YOUR SOLIN GENERATED RECIPE
Creamy Chicken and Vegetable Skillet Bake
Enjoy a hearty yet light skillet bake that combines tender chicken breast with a medley of fresh vegetables, all enveloped in a creamy Greek yogurt sauce. This dish delivers a balanced mix of protein, vibrant flavors, and satisfying textures that make it perfect for any meal of the day.
INGREDIENTS
5 oz Chicken Breast
1 cup Broccoli
1 medium Zucchini
1 medium Red Bell Pepper
1/4 cup Non-Fat Greek Yogurt
1 tsp Olive Oil
1 clove Garlic
Salt and Pepper to taste
PREPARATION
Preheat your oven to 375°F.
Cut the chicken breast into bite-sized pieces.

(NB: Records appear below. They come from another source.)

//! Domain primitives, aggregates, and services.
//!
//! Purpose: Define the strongly typed yard model used by the API and
//! persistence layers, plus the services implementing the driving ports.
//! Types document their invariants and serialisation contracts in Rustdoc.
//!
//! Public surface:
//! - Error / ErrorCode: API error payload and stable identifiers.
//! - Slot model: [`SlotTime`], [`SlotState`], [`TimeGrid`], [`Reservation`].
//! - Queue model: [`Truck`], [`TruckStatus`], [`SmsCommand`], queue views.
//! - Services: [`ScheduleService`], [`QueueService`], [`AnomalyMonitor`],
//!   [`PhoneLoginService`], [`YardSeeder`].

pub mod anomaly_monitor;
pub mod calendar;
pub mod digest;
pub mod error;
pub mod facility;
pub mod notification;
pub mod otp;
pub mod phone;
pub mod phone_login_service;
pub mod ports;
pub mod queue_service;
pub mod queue_view;
pub mod reservation;
pub mod schedule_service;
pub mod seeding;
pub mod site;
pub mod slot;
pub mod slot_time;
pub mod sms_command;
pub mod time_grid;
pub mod trace_id;
pub mod truck;

pub use self::anomaly_monitor::{AnomalyMonitor, MonitorSettings, TickReport};
pub use self::calendar::{CalendarOffsetError, OperatingCalendar};
pub use self::digest::{DIGEST_SMS_LIMIT, DailyDigest, SiteDigest};
pub use self::error::{Error, ErrorCode, ErrorValidationError};
pub use self::facility::FacilityInfo;
pub use self::notification::{Notification, NotificationKind};
pub use self::otp::{
    ActiveOtpCode, NewOtpCode, OTP_CODE_LEN, OTP_MAX_ATTEMPTS, hash_code, is_well_formed,
    otp_lifetime,
};
pub use self::phone::PhoneNumber;
pub use self::phone_login_service::{CodeGenerator, PhoneLoginService, RandomCodeGenerator};
pub use self::queue_service::QueueService;
pub use self::queue_view::{
    EnRouteEntry, HistoryAnalytics, HistoryFilter, HistoryQuery, HistoryReport, HistoryRow,
    LineView, PublicLine, PublicLines, QueuedEntry, TodayQueue,
};
pub use self::reservation::{
    BookingDetails, Confirmation, ManageToken, Reservation, ReservationId,
};
pub use self::schedule_service::{DEFAULT_HOLD_WINDOW_SECONDS, ScheduleService};
pub use self::seeding::{SeedReport, YardSeeder, default_sites};
pub use self::site::{DaySettings, Site, SiteCode, SiteCodeError, SiteId};
pub use self::slot::{
    Hold, HoldToken, Slot, SlotColumns, SlotColumnsError, SlotKey, SlotState, SlotTransitionError,
};
pub use self::slot_time::{MINUTES_PER_DAY, SlotTime, SlotTimeError};
pub use self::sms_command::{SmsCommand, SmsHints, SmsReply};
pub use self::time_grid::{GridSlot, TimeGrid, generate_time_grid, regular_interval};
pub use self::trace_id::{TRACE_ID_HEADER, TraceId};
pub use self::truck::{
    EtaMinutes, EtaMinutesError, LineType, NewTruck, ParseTruckFieldError, QueueCode,
    QueueCodeError, Truck, TruckChange, TruckId, TruckStatus, average,
};

/// Convenient API result alias.
///
/// # Examples
/// ```
/// use actix_web::HttpResponse;
/// use yardline::domain::{ApiResult, Error};
///
/// fn handler() -> ApiResult<HttpResponse> {
///     Err(Error::forbidden("nope"))
/// }
/// ```
pub type ApiResult<T> = Result<T, Error>;
//! Bookable time grid for one site and date.
//!
//! Regular slots spread `loads_target` loads evenly from opening to closing
//! time, never closer than the site's minimum interval. Work-in slots sit at
//! a fixed density inside every clock hour the day touches. The grid is
//! pure; persistence inserts each time only if it is not already present.

use std::collections::BTreeMap;

use serde::Serialize;

use super::site::DaySettings;
use super::slot_time::SlotTime;

/// One generated slot time.
#[derive(Debug, Clone, Copy, PartialEq, Eq, Serialize)]
#[serde(rename_all = "camelCase")]
pub struct GridSlot {
    /// Slot time.
    pub time: SlotTime,
    /// Whether this is a work-in slot.
    pub is_workin: bool,
}

/// Result of grid generation.
#[derive(Debug, Clone, PartialEq, Eq)]
pub struct TimeGrid {
    interval_minutes: u32,
    slots: Vec<GridSlot>,
}

impl TimeGrid {
    /// Spacing between regular slots; zero when fewer than two loads.
    #[must_use]
    pub fn interval_minutes(&self) -> u32 {
        self.interval_minutes
    }

    /// Slots ordered by time, one per distinct time.
    #[must_use]
    pub fn slots(&self) -> &[GridSlot] {
        &self.slots
    }

    /// Consume the grid, returning its slots.
    #[must_use]
    pub fn into_slots(self) -> Vec<GridSlot> {
        self.slots
    }
}

/// Compute the regular interval for a day.
///
/// # Examples
/// ```
/// use yardline::domain::regular_interval;
///
/// // 07:00 to 17:00, three loads, five minute floor.
/// assert_eq!(regular_interval(420, 1020, 3, 5), 300);
/// assert_eq!(regular_interval(420, 1020, 1, 5), 0);
/// ```
#[must_use]
pub fn regular_interval(open: u32, close: u32, loads_target: u32, min_interval: u32) -> u32 {
    if loads_target <= 1 {
        return 0;
    }
    let duration = close.saturating_sub(open);
    duration
        .checked_div(loads_target - 1)
        .unwrap_or(0)
        .max(min_interval)
}

/// Generate the grid for `settings` using the site's minimum interval.
///
/// When a regular slot and a work-in fall on the same minute the regular
/// slot wins, matching insert-if-absent semantics with regular slots written
/// first.
#[must_use]
pub fn generate_time_grid(settings: &DaySettings, min_interval: u32) -> TimeGrid {
    let open = settings.open_time.minutes();
    let close = settings.close_time.minutes();
    let interval = regular_interval(open, close, settings.loads_target, min_interval);

    let mut by_time: BTreeMap<u32, bool> = BTreeMap::new();
    for offset in regular_offsets(settings.loads_target, interval) {
        let time = u64::from(open) + offset;
        if time > u64::from(close) {
            break;
        }
        if let Ok(minutes) = u32::try_from(time) {
            by_time.entry(minutes).or_insert(false);
        }
    }
    for minutes in workin_minutes(open, close, settings.workins_per_hour) {
        by_time.entry(minutes).or_insert(true);
    }

    let slots = by_time
        .into_iter()
        .filter_map(|(minutes, is_workin)| {
            SlotTime::from_minutes(minutes)
                .ok()
                .map(|time| GridSlot { time, is_workin })
        })
        .collect();

    TimeGrid {
        interval_minutes: interval,
        slots,
    }
}

fn regular_offsets(loads_target: u32, interval: u32) -> impl Iterator<Item = u64> {
    // A zero interval stacks every load on the opening time.
    let count = if interval == 0 {
        loads_target.min(1)
    } else {
        loads_target
    };
    (0..u64::from(count)).map(move |i| i * u64::from(interval))
}

fn workin_minutes(open: u32, close: u32, per_hour: u32) -> Vec<u32> {
    let Some(step) = 60_u32.checked_div(per_hour) else {
        return Vec::new();
    };
    let mut minutes = Vec::new();
    for hour in open.div_euclid(60)..=close.div_euclid(60) {
        for k in 0..per_hour {
            let time = hour * 60 + k * step;
            if (open..=close).contains(&time) {
                minutes.push(time);
            }
        }
    }
    minutes
}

Season lightly with salt and pepper.
Chop the broccoli into florets, dice the zucchini, and slice the red bell pepper into strips.
Heat a skillet over medium heat and add olive oil. Sauté the garlic until fragrant, then add the chicken. Cook until the chicken is browned on all sides, about 5-7 minutes.
Add the broccoli, zucchini, and red bell pepper to the skillet. Sauté for another 4-5 minutes, allowing the vegetables to soften slightly.
Reduce the heat to low, stir in the non-fat Greek yogurt to create a creamy sauce, ensuring all ingredients are well coated.
Transfer the skillet to the preheated oven and bake for an additional 10 minutes, or until the chicken is fully cooked and vegetables are tender.
Remove from the oven and serve warm.